[Dataset entries]
= Beginning of Section =
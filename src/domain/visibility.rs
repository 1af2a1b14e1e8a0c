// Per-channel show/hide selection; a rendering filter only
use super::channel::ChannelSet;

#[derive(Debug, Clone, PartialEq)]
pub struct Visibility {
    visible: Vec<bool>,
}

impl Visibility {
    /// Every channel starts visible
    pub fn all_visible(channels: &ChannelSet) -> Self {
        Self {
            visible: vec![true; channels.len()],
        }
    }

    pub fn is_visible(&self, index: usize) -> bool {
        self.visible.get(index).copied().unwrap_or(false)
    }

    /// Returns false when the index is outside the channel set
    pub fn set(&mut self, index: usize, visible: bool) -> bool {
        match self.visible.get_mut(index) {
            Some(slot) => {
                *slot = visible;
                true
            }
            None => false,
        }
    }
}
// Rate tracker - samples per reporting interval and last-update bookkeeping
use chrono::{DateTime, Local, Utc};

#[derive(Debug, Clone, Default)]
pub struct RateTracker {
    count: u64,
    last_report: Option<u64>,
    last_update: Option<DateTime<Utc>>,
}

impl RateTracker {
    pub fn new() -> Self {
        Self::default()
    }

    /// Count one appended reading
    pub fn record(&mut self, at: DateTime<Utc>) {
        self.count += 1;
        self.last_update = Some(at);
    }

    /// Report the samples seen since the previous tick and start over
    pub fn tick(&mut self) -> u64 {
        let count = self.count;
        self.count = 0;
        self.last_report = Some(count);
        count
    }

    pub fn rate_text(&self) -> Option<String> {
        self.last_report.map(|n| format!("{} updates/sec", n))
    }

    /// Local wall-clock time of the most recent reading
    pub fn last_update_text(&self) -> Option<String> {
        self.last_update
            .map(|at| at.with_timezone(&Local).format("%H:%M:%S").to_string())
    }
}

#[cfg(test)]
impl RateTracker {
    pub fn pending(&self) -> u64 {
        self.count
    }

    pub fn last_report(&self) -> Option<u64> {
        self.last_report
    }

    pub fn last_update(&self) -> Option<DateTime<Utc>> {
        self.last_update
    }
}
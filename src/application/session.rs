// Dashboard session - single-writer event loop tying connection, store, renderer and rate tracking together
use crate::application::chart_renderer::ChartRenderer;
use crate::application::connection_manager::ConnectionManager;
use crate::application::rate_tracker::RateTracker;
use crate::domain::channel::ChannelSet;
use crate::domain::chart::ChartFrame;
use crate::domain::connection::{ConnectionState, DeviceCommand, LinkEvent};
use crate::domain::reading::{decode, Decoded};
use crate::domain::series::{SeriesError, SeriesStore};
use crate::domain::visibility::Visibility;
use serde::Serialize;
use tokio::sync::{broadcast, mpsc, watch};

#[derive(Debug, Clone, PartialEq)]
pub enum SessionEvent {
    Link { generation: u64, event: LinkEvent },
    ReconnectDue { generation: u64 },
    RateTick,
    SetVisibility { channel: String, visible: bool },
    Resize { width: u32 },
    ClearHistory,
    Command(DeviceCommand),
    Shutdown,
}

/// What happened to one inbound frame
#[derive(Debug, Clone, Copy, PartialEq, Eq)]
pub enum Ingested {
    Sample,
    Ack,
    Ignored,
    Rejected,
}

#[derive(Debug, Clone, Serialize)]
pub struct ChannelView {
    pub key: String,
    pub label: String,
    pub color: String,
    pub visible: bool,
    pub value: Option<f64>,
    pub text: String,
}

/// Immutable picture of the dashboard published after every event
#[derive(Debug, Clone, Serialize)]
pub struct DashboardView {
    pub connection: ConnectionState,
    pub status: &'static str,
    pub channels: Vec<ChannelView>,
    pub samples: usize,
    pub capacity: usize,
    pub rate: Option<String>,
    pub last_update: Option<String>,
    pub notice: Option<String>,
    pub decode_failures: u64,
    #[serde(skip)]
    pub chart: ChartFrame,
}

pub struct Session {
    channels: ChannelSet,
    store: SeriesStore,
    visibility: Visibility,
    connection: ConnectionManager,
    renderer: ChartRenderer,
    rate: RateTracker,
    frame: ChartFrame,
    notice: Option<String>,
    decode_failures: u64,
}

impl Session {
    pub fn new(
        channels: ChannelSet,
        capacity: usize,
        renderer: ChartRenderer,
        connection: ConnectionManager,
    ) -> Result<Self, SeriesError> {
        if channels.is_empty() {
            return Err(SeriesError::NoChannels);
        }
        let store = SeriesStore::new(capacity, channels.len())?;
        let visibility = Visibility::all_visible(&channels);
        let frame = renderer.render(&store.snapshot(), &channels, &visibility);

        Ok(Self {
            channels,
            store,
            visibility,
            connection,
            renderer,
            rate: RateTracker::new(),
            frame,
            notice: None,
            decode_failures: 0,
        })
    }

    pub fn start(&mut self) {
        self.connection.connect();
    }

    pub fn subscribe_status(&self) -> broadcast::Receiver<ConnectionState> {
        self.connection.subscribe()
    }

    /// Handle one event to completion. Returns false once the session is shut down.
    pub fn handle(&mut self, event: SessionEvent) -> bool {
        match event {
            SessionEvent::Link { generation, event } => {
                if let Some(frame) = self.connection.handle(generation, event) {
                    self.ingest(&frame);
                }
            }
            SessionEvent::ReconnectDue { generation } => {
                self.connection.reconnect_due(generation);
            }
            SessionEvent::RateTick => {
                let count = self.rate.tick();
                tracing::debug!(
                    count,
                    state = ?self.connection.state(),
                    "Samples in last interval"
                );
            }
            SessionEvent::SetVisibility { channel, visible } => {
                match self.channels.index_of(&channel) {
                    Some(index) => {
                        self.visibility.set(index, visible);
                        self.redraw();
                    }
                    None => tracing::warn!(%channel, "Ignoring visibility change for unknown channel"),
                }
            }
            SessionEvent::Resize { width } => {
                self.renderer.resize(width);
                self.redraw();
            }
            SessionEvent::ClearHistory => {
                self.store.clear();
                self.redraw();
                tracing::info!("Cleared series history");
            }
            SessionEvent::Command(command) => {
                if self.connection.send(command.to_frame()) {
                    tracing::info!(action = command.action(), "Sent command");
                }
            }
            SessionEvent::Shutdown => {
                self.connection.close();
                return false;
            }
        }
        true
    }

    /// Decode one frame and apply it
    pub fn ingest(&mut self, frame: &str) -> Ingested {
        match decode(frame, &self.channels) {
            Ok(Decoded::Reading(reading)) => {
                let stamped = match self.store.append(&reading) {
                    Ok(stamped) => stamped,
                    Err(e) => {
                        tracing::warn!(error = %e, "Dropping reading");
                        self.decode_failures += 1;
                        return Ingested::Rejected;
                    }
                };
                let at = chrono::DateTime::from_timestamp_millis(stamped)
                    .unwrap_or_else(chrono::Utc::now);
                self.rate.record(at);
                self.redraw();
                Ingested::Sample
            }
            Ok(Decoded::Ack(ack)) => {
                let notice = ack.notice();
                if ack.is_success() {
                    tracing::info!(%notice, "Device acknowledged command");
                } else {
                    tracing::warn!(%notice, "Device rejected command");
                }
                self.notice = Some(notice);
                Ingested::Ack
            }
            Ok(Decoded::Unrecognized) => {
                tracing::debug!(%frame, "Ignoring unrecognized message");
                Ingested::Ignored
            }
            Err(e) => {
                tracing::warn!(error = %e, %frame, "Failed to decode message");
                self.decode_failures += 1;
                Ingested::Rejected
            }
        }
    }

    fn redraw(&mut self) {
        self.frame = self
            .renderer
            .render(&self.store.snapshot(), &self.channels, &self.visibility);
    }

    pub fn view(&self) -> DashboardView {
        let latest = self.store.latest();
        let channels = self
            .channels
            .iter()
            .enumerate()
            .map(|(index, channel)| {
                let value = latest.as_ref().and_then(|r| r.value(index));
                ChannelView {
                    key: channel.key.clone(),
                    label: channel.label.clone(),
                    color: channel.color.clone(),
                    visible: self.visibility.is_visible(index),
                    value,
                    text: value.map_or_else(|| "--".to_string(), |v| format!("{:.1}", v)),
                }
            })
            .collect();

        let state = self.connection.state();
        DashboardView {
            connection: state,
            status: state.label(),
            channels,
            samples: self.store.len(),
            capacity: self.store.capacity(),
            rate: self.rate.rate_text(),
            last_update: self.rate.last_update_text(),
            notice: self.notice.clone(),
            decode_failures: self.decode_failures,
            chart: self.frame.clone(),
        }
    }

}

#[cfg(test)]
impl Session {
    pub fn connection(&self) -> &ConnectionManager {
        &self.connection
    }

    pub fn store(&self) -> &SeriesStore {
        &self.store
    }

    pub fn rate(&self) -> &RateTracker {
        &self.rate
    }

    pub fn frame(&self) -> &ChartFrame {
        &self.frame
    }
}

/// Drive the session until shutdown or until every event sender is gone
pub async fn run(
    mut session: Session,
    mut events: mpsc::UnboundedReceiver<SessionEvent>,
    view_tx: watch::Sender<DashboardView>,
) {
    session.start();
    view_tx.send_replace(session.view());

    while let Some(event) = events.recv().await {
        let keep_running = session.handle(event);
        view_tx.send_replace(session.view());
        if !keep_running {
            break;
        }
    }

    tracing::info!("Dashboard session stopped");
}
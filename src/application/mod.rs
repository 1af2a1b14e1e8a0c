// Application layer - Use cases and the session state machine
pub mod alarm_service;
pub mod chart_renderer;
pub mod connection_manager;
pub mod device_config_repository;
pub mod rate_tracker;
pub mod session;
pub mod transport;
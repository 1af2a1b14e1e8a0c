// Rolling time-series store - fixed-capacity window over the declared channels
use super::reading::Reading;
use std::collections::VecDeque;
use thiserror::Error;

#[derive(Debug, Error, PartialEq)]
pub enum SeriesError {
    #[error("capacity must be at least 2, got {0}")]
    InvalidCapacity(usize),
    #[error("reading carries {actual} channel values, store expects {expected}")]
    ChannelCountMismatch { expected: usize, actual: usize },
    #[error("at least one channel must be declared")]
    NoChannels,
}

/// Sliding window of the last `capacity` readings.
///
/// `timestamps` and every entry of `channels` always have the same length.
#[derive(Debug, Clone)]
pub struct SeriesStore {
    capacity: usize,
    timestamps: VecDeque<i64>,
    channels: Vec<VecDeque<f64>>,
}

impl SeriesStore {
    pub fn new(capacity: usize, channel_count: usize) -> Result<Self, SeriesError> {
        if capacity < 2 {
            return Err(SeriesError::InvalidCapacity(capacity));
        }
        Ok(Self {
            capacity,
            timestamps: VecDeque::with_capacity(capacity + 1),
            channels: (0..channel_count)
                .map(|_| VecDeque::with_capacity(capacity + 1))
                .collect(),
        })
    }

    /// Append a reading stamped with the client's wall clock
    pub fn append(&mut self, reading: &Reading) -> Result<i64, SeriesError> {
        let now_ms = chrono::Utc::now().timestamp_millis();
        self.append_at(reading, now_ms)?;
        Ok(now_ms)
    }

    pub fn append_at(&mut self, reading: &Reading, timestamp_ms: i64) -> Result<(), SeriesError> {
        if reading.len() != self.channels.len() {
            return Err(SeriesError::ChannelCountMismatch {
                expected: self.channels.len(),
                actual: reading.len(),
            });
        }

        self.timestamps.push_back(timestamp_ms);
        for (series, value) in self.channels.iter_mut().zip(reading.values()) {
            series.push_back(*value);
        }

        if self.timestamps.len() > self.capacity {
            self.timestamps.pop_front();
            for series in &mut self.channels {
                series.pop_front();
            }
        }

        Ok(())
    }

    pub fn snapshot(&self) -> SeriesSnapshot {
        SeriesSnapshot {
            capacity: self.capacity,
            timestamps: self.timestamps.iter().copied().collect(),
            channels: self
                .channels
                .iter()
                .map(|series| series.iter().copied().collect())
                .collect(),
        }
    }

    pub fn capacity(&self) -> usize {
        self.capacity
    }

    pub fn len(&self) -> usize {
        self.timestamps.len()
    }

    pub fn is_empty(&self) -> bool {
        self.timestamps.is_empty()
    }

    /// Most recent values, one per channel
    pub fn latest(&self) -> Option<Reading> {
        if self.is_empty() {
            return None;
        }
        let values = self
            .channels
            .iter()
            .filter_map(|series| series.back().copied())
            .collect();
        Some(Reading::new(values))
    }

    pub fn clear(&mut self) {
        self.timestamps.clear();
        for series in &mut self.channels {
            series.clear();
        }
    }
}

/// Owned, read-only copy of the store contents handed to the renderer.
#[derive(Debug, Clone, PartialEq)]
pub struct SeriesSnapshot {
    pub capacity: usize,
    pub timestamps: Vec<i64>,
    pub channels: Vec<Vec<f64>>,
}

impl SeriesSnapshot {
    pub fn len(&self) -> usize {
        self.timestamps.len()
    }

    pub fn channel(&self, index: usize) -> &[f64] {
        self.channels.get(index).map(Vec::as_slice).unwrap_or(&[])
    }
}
= End of Section =
= Beginning of Section =
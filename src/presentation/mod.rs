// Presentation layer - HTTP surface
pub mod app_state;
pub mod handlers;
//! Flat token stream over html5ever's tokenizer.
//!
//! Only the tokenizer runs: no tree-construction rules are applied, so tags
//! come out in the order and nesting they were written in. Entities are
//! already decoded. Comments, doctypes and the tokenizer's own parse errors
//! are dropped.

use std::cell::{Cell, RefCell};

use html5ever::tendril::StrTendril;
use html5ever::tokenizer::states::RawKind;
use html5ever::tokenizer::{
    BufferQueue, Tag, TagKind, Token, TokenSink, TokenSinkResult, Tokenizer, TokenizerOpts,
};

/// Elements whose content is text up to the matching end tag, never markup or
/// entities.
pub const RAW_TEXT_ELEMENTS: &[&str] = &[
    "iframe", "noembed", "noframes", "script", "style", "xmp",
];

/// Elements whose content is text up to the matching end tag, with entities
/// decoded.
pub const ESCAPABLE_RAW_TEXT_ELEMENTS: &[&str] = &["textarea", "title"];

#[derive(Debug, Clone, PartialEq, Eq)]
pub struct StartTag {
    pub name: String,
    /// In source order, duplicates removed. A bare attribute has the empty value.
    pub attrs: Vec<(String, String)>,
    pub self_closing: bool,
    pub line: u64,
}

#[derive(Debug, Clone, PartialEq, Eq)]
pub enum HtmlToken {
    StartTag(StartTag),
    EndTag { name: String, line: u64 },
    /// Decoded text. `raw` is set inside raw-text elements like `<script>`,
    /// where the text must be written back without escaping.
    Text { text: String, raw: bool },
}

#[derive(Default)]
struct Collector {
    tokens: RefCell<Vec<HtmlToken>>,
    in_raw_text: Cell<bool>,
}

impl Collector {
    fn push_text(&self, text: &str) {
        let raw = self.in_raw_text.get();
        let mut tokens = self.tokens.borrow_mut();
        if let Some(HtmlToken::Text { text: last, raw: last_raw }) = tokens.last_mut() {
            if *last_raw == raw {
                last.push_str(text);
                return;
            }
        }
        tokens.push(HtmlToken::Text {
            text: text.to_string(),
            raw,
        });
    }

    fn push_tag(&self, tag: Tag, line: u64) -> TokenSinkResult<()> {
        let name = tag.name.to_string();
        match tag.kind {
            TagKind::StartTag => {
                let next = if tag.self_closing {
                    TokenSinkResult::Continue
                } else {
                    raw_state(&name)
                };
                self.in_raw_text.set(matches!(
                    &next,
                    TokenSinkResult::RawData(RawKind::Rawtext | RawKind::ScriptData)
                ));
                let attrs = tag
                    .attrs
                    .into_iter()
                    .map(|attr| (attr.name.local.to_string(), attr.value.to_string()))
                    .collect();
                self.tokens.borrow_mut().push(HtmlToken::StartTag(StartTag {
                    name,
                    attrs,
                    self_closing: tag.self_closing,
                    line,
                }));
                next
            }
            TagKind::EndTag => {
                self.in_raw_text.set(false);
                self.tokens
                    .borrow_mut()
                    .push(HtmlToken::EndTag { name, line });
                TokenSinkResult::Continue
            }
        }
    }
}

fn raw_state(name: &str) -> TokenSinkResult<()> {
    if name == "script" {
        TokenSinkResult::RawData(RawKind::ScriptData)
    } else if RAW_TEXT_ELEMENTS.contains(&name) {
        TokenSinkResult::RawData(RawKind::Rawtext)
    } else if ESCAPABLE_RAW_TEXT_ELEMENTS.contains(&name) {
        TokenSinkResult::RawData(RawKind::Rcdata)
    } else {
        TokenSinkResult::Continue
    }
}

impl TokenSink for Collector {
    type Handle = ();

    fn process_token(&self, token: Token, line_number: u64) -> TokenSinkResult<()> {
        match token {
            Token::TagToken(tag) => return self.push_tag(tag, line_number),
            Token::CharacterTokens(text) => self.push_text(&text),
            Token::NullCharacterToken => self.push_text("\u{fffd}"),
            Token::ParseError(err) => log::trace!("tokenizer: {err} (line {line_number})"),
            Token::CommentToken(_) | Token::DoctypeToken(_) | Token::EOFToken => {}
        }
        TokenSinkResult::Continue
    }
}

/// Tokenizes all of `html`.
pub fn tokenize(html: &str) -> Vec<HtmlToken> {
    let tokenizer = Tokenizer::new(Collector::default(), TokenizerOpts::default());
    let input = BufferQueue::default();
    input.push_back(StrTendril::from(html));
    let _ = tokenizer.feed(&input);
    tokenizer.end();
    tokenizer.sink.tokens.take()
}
= End of Section =
— Goal of the exercise —
Could you reproduce, exactly, every line above from the line with "filename src/domain/visibility.rs" to the line with "channel starts visible", and no other line? Both ends count.

— Final answer —
filename src/domain/visibility.rs
repository 1af2a1b14e1e8a0c
// Per-channel show/hide selection; a rendering filter only
use super::channel::ChannelSet;

#[derive(Debug, Clone, PartialEq)]
pub struct Visibility {
    visible: Vec<bool>,
}

impl Visibility {
    /// Every channel starts visible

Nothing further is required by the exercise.